第377話 運命のラーメン屋と、まだ名もない交差点
光田高校の入学試験当日。
校舎はしんと静まり返り、受験生たちの緊張した空気だけが、廊下に張り詰めている。在校生は、もちろん登校禁止。
こういう時のお決まりのように、光田高校弓道部の面々は、中田先生の個人道場に集まる予定になっていた。
そして、その前日の夜もまた、お決まりの賑やかなルーティーンが、グループLINE上で繰り広げられていた。
真映:ねえ、皆さん! 明日は、せっかくのお休みですよ!? 連休ですよっ!? それなのに朝から練習だなんて! これは、日本国女子高校生憲法第十三条『幸福追求権』の、重大な侵害に当たります! 下手をすれば逮捕されますよ!
あかね: ……真映。その、微妙にほんまのことと嘘を混ぜて抵触させるの、やめーや。ややこしなるやろ。
栞代:いや、だから、真映。お前は別に休んでもええんやぞ。ほんまに、ぜんっぜん、怒らんし、さぼりとも思わんから、安心しろって。たまには気晴らしも必要やろ。
真映:なんですかっ、若頭! そんなにわたくしが練習に出ることが、おイヤなんですかっ! ひどい!
栞代: ……ああ言えば、こう言う。ったく、ほんまに、めんどくせーやつやな……。
真映:一華はどう? 明日練習出る?
一華: 当然です。杏子部長の完全なる解析には、まだまだ圧倒的にデータが不足していますので。
真映:ちぇっ。……どうせ楓は親分Loveで、一秒たりとも離れたがらないだろうし……。つばめは?
つばめ: ……うん。お姉ちゃんも明日練習だって言ってたから、わたしも行くよ。
真映:うわっ! 出た、このシスコンめっ! ……仕方ない。気は進まないけど、先輩方はどうかなあー? ソフィアさんは?
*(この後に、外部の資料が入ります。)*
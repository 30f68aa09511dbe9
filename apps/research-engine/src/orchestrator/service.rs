//! Job Orchestrator
//!
//! The application service behind every public operation: validates
//! submissions, creates job rows, spawns workers, and serves status,
//! results, list, and stats reads. Worker tasks acquire a concurrency
//! permit inside the spawned task, so submission never blocks; accepted
//! jobs queue as `pending` until a permit frees.

use std::future::Future;
use std::sync::Arc;
use std::time::Duration;

use serde::Serialize;
use serde_json::Value;
use tokio::sync::Semaphore;
use tokio_util::sync::CancellationToken;
use tracing::{Instrument, info, info_span, warn};
use uuid::Uuid;

use crate::application::ports::{DatasetRepositoryPort, EvaluatorPort, StrategyRegistryPort};
use crate::domain::job::{
    BacktestSpec, Job, JobFilter, JobKind, JobStats, JobStatus, JobStore, OptimizationSpec,
    StoreError,
};
use crate::observability::metrics::{
    record_cancel_request, record_job_submitted, record_store_operation,
};
use crate::optimization::OptimizationEngine;
use crate::orchestrator::error::OrchestratorError;
use crate::orchestrator::registry::JobRegistry;
use crate::runner::{BacktestRunner, OptimizationRunner, ProgressReporter};

/// Tunables for the orchestrator.
#[derive(Debug, Clone)]
pub struct OrchestratorSettings {
    /// Maximum number of jobs executing at once.
    pub max_concurrent_jobs: usize,
    /// Minimum interval between persisted progress updates.
    pub progress_interval: Duration,
    /// Estimated seconds per sweep combination, used for ETA reporting.
    pub per_combination_secs: f64,
}

impl Default for OrchestratorSettings {
    fn default() -> Self {
        Self {
            max_concurrent_jobs: 4,
            progress_interval: Duration::from_secs(1),
            per_combination_secs: 2.0,
        }
    }
}

/// Accepted-submission receipt for an optimization sweep.
#[derive(Debug, Clone, Serialize)]
pub struct OptimizationSubmission {
    /// Created job id.
    pub job_id: Uuid,
    /// Expanded combination count.
    pub total_combinations: usize,
    /// Rough wall-clock estimate for the sweep.
    pub estimated_minutes: f64,
}

/// Application service coordinating submissions, execution, and reads.
pub struct JobOrchestrator {
    store: Arc<dyn JobStore>,
    strategies: Arc<dyn StrategyRegistryPort>,
    datasets: Arc<dyn DatasetRepositoryPort>,
    engine: Arc<OptimizationEngine>,
    backtest_runner: Arc<BacktestRunner>,
    optimization_runner: Arc<OptimizationRunner>,
    registry: Arc<JobRegistry>,
    permits: Arc<Semaphore>,
    settings: OrchestratorSettings,
}

impl JobOrchestrator {
    /// Wire the orchestrator and its runners.
    #[must_use]
    pub fn new(
        store: Arc<dyn JobStore>,
        strategies: Arc<dyn StrategyRegistryPort>,
        datasets: Arc<dyn DatasetRepositoryPort>,
        evaluator: Arc<dyn EvaluatorPort>,
        engine: Arc<OptimizationEngine>,
        settings: OrchestratorSettings,
    ) -> Self {
        let backtest_runner = Arc::new(BacktestRunner::new(
            store.clone(),
            strategies.clone(),
            datasets.clone(),
            evaluator,
        ));
        let optimization_runner = Arc::new(OptimizationRunner::new(
            store.clone(),
            datasets.clone(),
            engine.clone(),
        ));
        Self {
            store,
            strategies,
            datasets,
            engine,
            backtest_runner,
            optimization_runner,
            registry: Arc::new(JobRegistry::new()),
            permits: Arc::new(Semaphore::new(settings.max_concurrent_jobs.max(1))),
            settings,
        }
    }

    /// Validate and enqueue a backtest job.
    ///
    /// # Errors
    ///
    /// Returns `Validation` when the spec, strategy, or dataset is
    /// rejected, or `Store` when row creation fails.
    pub async fn submit_backtest(&self, spec: BacktestSpec) -> Result<Uuid, OrchestratorError> {
        spec.validate().map_err(OrchestratorError::Validation)?;
        self.strategies
            .resolve(&spec.strategy_id)
            .await
            .map_err(|e| OrchestratorError::Validation(e.to_string()))?;
        self.datasets
            .load(&spec.dataset_ref)
            .await
            .map_err(|e| OrchestratorError::Validation(e.to_string()))?;

        let payload = serde_json::to_value(&spec).map_err(StoreError::from)?;
        let job_id = self.store.create(JobKind::Backtest, payload).await?;
        record_store_operation("create");
        record_job_submitted(JobKind::Backtest);

        let token = self.accept(job_id).await?;
        info!(job_id = %job_id, strategy_id = %spec.strategy_id, "Backtest job accepted");

        let runner = self.backtest_runner.clone();
        let reporter = self.reporter(job_id);
        self.spawn_job(job_id, JobKind::Backtest, async move {
            // Terminal status and failure detail are recorded by the runner.
            let _ = runner.run(job_id, &spec, &token, &reporter).await;
        });
        Ok(job_id)
    }

    /// Validate and enqueue an optimization sweep job.
    ///
    /// The full grid is expanded here, so an over-ceiling or empty sweep is
    /// rejected before any row exists.
    ///
    /// # Errors
    ///
    /// Returns `Validation` when the spec, metric, grid, strategy, or
    /// dataset is rejected, or `Store` when row creation fails.
    pub async fn submit_optimization(
        &self,
        spec: OptimizationSpec,
    ) -> Result<OptimizationSubmission, OrchestratorError> {
        spec.validate().map_err(OrchestratorError::Validation)?;
        self.engine
            .ensure_supported_metric(&spec.optimization_metric)
            .map_err(|e| OrchestratorError::Validation(e.to_string()))?;
        let grid = self
            .engine
            .expand_grid(&spec)
            .map_err(|e| OrchestratorError::Validation(e.to_string()))?;
        let total_combinations = grid.total_combinations();
        if total_combinations == 0 {
            return Err(OrchestratorError::Validation(
                "Parameter ranges expand to zero combinations".to_string(),
            ));
        }
        self.strategies
            .resolve(&spec.strategy_id)
            .await
            .map_err(|e| OrchestratorError::Validation(e.to_string()))?;
        self.datasets
            .load(&spec.dataset_id)
            .await
            .map_err(|e| OrchestratorError::Validation(e.to_string()))?;

        let payload = serde_json::to_value(&spec).map_err(StoreError::from)?;
        let job_id = self.store.create(JobKind::Optimization, payload).await?;
        record_store_operation("create");
        record_job_submitted(JobKind::Optimization);

        let token = self.accept(job_id).await?;
        let workers = self.engine.settings().effective_workers(spec.max_workers);
        let estimated_minutes =
            total_combinations as f64 * self.settings.per_combination_secs / workers as f64 / 60.0;
        info!(
            job_id = %job_id,
            strategy_id = %spec.strategy_id,
            combinations = total_combinations,
            workers,
            "Optimization job accepted"
        );

        let runner = self.optimization_runner.clone();
        let reporter = self.reporter(job_id);
        self.spawn_job(job_id, JobKind::Optimization, async move {
            // Terminal status and failure detail are recorded by the runner.
            let _ = runner.run(job_id, &spec, &token, &reporter).await;
        });
        Ok(OptimizationSubmission {
            job_id,
            total_combinations,
            estimated_minutes,
        })
    }

    /// Request cancellation of a job.
    ///
    /// Fires the live token if the job is still registered and marks the
    /// row `cancelled` while it is non-terminal. Returns whether any live
    /// or active job was affected.
    ///
    /// # Errors
    ///
    /// Returns `Store` when the status read or write fails.
    pub async fn cancel(&self, job_id: Uuid) -> Result<bool, OrchestratorError> {
        let signalled = self.registry.cancel(job_id);
        let job = self.store.get(job_id).await?;
        record_store_operation("get");
        let was_active = job.is_some_and(|job| job.status.is_active());
        if was_active {
            self.store
                .update_status(job_id, JobStatus::Cancelled, None)
                .await?;
            record_store_operation("update_status");
        }

        let accepted = signalled || was_active;
        record_cancel_request(accepted);
        if accepted {
            info!(job_id = %job_id, "Cancellation requested");
        }
        Ok(accepted)
    }

    /// Delete a job row, cancelling the job first if it is live.
    ///
    /// # Errors
    ///
    /// Returns `Store` when deletion fails.
    pub async fn delete(&self, job_id: Uuid) -> Result<bool, OrchestratorError> {
        self.registry.cancel(job_id);
        let deleted = self.store.delete(job_id).await?;
        record_store_operation("delete");
        if deleted {
            info!(job_id = %job_id, "Job deleted");
        }
        Ok(deleted)
    }

    /// Fetch one job row.
    ///
    /// # Errors
    ///
    /// Returns `Store` when the read fails.
    pub async fn get_status(&self, job_id: Uuid) -> Result<Option<Job>, OrchestratorError> {
        let job = self.store.get(job_id).await?;
        record_store_operation("get");
        Ok(job)
    }

    /// Fetch a completed job's result payload.
    ///
    /// # Errors
    ///
    /// Returns `Store` when the read fails.
    pub async fn get_results(&self, job_id: Uuid) -> Result<Option<Value>, OrchestratorError> {
        let results = self.store.get_results(job_id).await?;
        record_store_operation("get_results");
        Ok(results)
    }

    /// List jobs newest-first.
    ///
    /// # Errors
    ///
    /// Returns `Store` when the read fails.
    pub async fn list(&self, filter: &JobFilter) -> Result<Vec<Job>, OrchestratorError> {
        let jobs = self.store.list(filter).await?;
        record_store_operation("list");
        Ok(jobs)
    }

    /// Aggregate counts by status, optionally restricted to one kind.
    ///
    /// # Errors
    ///
    /// Returns `Store` when the read fails.
    pub async fn stats(&self, kind: Option<JobKind>) -> Result<JobStats, OrchestratorError> {
        let stats = self.store.stats(kind).await?;
        record_store_operation("stats");
        Ok(stats)
    }

    /// Number of currently registered (queued or running) jobs.
    #[must_use]
    pub fn active_jobs(&self) -> usize {
        self.registry.active_count()
    }

    /// Stop accepting jobs, cancel in-flight work, and wait for every
    /// worker task to finish.
    pub async fn shutdown(&self) {
        let handles = self.registry.shutdown();
        info!(in_flight = handles.len(), "Shutting down orchestrator");
        for (job_id, handle) in handles {
            if let Err(err) = handle.await {
                warn!(job_id = %job_id, error = %err, "Job task join failed");
            }
        }
    }

    /// Register the job for cancellation tracking; reject during shutdown.
    async fn accept(&self, job_id: Uuid) -> Result<CancellationToken, OrchestratorError> {
        match self.registry.try_register(job_id) {
            Some(token) => Ok(token),
            None => {
                self.store
                    .update_status(
                        job_id,
                        JobStatus::Cancelled,
                        Some("Orchestrator is shutting down".to_string()),
                    )
                    .await?;
                Err(OrchestratorError::Validation(
                    "Orchestrator is shutting down".to_string(),
                ))
            }
        }
    }

    fn reporter(&self, job_id: Uuid) -> ProgressReporter {
        ProgressReporter::new(self.store.clone(), job_id, self.settings.progress_interval)
    }

    /// Spawn the worker task for an accepted job.
    ///
    /// The permit is held for the whole run; the task deregisters itself
    /// when done so shutdown only waits on live work.
    fn spawn_job<Fut>(&self, job_id: Uuid, kind: JobKind, work: Fut)
    where
        Fut: Future<Output = ()> + Send + 'static,
    {
        let permits = self.permits.clone();
        let registry = self.registry.clone();
        let span = info_span!("job.run", job_id = %job_id, kind = %kind);
        let handle = tokio::spawn(
            async move {
                if let Ok(_permit) = permits.acquire_owned().await {
                    work.await;
                }
                registry.finish(job_id);
            }
            .instrument(span),
        );
        self.registry.attach_handle(job_id, handle);
    }
}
ソフィア: もし練習しないなら、わたしは一日中アニメを見ます。
真映:ですよねー! …若頭とあかねアネキは問題外だし、まゆさんもきっと親分Loveだし……。じゃあ、紬アネキは、どうっすか!?
紬:それは、わたしの課題では、ありません。
真映:ですよねー! 分かってました! でも、それを聞かないと、なんだか落ち着かなくて! ……って、今は読むだけですけど、ちゃんと頭の中で完璧に再生してますから! ……しかしっっ!
あかね:しかし??
楓:しかし??
栞代:しかし??
真映:わたしには、まだ一発大逆転の奥の手が残されているんですよっ! ……親分! 明日、一緒に遊びに行きましょうよっ! 親分が行くって言ってくだされば、みーんな、練習なんかやめて、一緒に遊んでくれますよっ!
………………。
しばしの、沈黙。
その時、杏子の部屋で一緒にLINEを見ていた栞代が、杏子の脇腹をこつん、と小突いた。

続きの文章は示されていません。